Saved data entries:
- - - - - - -

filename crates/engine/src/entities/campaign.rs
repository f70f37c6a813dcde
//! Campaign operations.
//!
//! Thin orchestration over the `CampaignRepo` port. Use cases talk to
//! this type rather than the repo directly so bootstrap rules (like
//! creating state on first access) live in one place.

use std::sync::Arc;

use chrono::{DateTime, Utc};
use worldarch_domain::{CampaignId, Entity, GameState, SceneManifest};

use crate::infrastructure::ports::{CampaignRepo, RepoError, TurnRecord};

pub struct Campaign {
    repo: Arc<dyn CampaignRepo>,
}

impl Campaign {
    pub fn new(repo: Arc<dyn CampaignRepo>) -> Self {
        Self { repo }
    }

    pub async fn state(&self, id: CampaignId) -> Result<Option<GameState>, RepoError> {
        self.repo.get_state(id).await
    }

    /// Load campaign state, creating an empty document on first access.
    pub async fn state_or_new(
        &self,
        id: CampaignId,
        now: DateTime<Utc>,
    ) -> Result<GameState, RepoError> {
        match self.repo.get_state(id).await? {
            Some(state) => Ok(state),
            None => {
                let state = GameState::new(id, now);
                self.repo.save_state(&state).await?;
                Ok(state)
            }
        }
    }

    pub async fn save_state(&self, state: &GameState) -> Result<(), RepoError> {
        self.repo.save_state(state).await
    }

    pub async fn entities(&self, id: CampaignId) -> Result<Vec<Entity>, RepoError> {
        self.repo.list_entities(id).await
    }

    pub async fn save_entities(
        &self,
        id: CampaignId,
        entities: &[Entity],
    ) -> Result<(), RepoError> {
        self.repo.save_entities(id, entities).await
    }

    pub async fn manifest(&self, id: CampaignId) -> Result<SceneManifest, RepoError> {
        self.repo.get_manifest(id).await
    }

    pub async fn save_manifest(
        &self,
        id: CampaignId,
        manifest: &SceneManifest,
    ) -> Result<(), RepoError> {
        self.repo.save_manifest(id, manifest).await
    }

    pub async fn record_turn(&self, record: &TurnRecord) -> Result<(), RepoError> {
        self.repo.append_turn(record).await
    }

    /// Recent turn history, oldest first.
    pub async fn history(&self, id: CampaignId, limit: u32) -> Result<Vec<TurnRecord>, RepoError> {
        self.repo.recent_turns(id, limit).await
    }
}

- - - - - - -

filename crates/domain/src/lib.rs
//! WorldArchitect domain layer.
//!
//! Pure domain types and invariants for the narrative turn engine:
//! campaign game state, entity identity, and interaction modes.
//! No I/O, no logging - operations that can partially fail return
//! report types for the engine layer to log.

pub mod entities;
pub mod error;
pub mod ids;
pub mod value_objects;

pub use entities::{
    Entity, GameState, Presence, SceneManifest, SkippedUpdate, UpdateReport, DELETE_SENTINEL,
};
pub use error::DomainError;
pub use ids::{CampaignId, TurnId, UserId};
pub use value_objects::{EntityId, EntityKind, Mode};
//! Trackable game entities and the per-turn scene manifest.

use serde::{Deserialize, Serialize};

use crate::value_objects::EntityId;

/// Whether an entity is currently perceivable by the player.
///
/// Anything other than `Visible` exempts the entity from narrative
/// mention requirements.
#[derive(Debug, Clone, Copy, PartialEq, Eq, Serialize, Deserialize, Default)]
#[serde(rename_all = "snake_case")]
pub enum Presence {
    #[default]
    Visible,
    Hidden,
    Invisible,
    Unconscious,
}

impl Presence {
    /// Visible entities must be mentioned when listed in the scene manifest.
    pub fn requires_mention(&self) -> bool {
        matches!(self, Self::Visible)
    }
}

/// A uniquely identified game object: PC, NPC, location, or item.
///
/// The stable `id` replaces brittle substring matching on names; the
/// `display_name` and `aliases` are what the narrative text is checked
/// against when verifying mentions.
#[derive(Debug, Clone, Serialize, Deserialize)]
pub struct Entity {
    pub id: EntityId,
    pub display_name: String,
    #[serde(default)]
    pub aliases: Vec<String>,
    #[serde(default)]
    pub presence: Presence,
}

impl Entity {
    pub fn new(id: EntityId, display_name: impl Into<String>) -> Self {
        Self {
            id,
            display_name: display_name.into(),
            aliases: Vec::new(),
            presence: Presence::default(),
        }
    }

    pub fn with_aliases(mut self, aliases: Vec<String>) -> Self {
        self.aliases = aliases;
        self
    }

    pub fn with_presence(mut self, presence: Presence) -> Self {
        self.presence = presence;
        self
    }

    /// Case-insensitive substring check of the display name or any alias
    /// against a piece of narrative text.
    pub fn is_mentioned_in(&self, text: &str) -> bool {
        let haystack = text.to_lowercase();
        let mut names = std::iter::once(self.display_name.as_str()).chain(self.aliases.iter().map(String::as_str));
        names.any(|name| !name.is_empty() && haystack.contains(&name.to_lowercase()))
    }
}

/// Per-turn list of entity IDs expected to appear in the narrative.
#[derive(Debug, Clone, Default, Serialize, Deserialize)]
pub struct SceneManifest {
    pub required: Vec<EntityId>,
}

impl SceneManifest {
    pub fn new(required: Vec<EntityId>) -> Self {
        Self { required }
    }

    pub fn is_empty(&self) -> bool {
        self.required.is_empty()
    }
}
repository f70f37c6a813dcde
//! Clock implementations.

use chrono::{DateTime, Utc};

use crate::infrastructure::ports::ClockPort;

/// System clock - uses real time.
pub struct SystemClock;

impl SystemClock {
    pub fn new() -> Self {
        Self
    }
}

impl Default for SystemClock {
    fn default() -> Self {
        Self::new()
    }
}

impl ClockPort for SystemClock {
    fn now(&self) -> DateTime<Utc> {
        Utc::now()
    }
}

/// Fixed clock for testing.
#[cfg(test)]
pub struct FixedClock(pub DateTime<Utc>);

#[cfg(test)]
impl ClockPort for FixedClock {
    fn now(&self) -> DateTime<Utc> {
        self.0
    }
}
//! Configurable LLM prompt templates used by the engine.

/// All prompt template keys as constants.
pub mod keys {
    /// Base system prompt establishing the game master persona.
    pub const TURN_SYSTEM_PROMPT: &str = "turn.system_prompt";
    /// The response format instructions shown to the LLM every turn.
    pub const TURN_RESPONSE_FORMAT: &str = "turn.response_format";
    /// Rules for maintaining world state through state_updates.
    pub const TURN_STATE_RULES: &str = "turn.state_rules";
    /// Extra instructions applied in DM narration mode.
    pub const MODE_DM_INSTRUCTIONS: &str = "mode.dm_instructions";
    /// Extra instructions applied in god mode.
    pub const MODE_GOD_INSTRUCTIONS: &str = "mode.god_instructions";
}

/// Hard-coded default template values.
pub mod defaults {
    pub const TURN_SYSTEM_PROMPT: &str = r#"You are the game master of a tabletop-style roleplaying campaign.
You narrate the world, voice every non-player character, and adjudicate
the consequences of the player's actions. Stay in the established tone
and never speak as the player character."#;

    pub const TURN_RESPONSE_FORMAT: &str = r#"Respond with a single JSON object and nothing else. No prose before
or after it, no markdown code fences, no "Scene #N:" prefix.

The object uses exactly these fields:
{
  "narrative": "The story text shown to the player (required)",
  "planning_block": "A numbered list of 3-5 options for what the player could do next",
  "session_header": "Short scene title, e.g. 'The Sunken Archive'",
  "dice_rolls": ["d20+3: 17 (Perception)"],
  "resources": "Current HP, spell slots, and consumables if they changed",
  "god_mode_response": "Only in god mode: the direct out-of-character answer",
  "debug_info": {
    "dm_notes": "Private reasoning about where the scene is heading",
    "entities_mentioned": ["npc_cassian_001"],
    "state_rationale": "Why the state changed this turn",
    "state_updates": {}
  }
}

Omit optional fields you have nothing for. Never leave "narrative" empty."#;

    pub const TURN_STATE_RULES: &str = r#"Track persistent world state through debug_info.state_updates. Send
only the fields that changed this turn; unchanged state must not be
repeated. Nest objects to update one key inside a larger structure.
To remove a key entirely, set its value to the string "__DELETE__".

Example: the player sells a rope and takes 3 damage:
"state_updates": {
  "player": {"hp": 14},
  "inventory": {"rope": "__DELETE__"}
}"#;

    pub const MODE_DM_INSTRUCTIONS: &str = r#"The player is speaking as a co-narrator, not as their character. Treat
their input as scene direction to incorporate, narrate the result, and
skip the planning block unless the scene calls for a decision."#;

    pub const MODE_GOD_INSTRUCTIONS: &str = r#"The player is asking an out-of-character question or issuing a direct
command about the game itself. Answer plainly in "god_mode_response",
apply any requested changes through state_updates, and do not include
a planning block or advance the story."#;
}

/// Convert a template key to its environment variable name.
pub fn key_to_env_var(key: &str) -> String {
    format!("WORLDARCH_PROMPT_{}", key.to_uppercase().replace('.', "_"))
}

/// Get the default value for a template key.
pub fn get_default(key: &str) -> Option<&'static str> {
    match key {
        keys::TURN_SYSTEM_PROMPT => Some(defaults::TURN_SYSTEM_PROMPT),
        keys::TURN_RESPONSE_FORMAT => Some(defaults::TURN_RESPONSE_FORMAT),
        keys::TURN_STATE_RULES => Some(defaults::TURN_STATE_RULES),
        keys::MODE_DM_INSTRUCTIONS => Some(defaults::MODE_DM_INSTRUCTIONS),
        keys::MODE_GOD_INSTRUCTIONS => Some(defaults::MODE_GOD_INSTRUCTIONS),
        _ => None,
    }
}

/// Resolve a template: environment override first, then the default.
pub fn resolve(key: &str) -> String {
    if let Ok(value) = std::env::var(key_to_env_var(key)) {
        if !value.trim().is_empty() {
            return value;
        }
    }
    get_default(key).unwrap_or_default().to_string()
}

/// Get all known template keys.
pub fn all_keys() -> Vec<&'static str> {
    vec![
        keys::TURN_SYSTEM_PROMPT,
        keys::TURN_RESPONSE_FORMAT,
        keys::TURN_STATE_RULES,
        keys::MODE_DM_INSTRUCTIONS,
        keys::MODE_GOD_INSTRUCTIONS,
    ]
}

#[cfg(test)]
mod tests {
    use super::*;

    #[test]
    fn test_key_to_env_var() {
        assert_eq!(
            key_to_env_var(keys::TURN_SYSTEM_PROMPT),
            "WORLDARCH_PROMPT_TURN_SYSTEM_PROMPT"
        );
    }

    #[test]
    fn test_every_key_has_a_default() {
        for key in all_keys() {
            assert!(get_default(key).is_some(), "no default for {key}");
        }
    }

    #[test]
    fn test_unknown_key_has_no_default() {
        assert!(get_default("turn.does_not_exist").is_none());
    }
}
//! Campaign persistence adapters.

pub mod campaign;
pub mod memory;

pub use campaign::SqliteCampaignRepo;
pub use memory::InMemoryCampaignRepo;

- - - - - - -

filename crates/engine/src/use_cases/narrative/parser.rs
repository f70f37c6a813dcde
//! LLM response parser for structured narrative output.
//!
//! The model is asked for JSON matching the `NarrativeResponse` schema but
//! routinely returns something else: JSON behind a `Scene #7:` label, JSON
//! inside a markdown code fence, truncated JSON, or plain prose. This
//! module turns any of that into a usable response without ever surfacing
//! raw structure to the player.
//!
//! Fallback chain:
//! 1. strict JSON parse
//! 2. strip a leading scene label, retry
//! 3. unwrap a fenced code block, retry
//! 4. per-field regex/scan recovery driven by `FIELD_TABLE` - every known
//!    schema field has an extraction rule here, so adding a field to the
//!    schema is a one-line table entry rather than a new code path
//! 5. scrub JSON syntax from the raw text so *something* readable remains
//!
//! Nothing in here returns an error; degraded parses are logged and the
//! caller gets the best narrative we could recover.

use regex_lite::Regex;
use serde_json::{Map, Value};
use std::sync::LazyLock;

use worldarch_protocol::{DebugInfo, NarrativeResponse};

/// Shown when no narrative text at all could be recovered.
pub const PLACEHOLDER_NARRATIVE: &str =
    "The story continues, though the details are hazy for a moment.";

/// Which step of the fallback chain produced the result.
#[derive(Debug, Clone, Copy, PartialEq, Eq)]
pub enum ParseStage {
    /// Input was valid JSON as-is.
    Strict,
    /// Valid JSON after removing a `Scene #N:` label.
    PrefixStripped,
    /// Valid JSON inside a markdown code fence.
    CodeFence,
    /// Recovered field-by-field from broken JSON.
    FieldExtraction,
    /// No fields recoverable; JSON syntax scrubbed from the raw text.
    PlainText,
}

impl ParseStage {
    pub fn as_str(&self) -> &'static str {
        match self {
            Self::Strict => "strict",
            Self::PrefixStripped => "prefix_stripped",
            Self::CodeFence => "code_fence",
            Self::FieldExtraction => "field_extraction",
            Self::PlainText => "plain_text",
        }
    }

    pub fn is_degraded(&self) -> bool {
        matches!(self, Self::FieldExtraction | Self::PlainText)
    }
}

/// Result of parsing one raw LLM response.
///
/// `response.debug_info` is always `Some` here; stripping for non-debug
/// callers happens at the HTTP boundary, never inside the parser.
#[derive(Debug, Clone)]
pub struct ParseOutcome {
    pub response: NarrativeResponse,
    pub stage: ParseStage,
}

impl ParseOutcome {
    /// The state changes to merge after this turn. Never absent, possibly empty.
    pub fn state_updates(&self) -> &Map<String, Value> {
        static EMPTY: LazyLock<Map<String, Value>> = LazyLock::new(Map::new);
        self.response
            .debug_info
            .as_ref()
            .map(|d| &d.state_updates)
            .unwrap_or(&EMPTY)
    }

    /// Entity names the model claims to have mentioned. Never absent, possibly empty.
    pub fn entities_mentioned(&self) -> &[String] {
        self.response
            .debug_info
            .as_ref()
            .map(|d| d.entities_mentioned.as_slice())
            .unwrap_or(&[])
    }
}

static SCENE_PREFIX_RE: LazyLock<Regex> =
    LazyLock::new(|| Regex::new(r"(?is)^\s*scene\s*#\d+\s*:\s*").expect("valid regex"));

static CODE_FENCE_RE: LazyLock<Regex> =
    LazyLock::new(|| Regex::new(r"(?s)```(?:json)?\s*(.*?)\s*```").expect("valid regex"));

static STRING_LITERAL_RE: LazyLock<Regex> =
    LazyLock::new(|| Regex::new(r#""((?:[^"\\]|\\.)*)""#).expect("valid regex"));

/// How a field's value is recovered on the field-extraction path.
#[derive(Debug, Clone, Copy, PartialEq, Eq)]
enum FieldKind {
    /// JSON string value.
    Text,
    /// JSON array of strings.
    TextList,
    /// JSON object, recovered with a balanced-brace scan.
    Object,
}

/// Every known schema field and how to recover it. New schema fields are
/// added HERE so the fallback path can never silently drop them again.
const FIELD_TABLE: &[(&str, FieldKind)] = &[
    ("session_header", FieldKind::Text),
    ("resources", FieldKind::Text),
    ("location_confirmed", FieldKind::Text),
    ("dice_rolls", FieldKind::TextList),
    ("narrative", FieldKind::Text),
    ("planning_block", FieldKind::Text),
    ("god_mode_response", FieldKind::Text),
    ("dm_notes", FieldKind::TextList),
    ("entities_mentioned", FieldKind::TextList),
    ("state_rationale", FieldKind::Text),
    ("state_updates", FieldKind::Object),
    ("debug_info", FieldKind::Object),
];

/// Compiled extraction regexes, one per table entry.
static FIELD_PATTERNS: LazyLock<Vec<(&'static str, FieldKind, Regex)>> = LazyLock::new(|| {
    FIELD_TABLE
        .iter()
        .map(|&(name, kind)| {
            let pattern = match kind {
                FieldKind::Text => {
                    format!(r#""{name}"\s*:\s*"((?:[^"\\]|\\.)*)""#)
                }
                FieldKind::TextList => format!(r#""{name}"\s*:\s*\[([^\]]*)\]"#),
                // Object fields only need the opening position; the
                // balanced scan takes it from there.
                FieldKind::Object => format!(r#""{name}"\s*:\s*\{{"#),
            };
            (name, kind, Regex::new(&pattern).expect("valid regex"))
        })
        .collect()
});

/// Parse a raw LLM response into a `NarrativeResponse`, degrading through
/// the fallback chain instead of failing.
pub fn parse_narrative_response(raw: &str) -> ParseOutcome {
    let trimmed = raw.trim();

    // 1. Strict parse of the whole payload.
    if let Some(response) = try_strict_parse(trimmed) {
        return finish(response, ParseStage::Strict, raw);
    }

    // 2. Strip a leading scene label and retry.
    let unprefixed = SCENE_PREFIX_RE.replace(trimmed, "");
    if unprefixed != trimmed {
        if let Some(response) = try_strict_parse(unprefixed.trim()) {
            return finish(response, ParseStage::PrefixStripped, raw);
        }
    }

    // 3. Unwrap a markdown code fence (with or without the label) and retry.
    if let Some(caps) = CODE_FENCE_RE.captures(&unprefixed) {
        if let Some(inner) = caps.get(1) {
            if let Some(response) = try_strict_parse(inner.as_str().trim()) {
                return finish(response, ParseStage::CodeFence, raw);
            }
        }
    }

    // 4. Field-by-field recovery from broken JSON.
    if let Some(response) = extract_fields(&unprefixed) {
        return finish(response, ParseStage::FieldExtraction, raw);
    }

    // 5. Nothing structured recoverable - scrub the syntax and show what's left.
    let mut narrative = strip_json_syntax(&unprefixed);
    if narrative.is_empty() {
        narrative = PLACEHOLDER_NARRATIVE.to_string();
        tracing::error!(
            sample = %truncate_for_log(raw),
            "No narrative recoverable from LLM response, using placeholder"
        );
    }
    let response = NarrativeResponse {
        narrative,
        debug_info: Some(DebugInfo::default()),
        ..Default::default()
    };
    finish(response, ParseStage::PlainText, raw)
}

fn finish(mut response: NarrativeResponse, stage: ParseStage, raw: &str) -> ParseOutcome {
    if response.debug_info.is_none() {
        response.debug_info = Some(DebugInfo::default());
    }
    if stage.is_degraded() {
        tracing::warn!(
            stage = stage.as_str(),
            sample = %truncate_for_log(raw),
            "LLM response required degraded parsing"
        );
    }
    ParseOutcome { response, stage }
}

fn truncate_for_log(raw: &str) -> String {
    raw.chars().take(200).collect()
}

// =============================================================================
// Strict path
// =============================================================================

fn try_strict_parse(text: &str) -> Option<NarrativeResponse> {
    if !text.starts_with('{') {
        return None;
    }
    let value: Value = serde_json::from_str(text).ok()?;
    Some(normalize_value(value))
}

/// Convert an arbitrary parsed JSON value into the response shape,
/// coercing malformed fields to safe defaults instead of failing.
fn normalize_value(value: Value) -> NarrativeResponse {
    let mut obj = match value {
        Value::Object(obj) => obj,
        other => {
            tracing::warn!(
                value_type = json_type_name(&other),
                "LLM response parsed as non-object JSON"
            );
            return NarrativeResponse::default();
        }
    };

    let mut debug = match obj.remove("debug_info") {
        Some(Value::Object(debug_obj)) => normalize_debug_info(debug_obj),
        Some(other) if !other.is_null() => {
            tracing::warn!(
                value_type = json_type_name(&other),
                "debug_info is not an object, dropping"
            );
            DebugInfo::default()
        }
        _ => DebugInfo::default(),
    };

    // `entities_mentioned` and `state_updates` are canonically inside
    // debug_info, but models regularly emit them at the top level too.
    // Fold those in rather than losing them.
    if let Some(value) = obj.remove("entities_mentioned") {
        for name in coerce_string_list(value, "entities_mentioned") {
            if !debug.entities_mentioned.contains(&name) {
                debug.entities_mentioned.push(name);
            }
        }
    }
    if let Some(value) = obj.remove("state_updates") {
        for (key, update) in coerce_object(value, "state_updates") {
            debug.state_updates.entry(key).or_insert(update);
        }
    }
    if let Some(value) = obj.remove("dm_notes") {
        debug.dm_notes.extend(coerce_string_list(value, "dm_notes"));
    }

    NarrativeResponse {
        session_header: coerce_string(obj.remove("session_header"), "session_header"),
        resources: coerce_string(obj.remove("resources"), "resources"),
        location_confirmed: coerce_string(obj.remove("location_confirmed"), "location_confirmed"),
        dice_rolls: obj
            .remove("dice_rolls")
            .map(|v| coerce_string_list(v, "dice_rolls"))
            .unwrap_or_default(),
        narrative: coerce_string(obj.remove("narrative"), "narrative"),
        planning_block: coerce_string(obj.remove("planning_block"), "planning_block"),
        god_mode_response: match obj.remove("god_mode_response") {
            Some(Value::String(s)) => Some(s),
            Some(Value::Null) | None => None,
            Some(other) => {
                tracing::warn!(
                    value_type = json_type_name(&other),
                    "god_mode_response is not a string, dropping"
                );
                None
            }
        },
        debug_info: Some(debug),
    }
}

- - - - - - -

** What is expected **
Only the lines that hold the word "async" are wanted; each should be pulled from the records.

** Exercise response **
    pub async fn state(&self, id: CampaignId) -> Result<Option<GameState>, RepoError> {
    pub async fn state_or_new(
    pub async fn save_state(&self, state: &GameState) -> Result<(), RepoError> {
    pub async fn entities(&self, id: CampaignId) -> Result<Vec<Entity>, RepoError> {
    pub async fn save_entities(
    pub async fn manifest(&self, id: CampaignId) -> Result<SceneManifest, RepoError> {
    pub async fn save_manifest(
    pub async fn record_turn(&self, record: &TurnRecord) -> Result<(), RepoError> {
    pub async fn history(&self, id: CampaignId, limit: u32) -> Result<Vec<TurnRecord>, RepoError> {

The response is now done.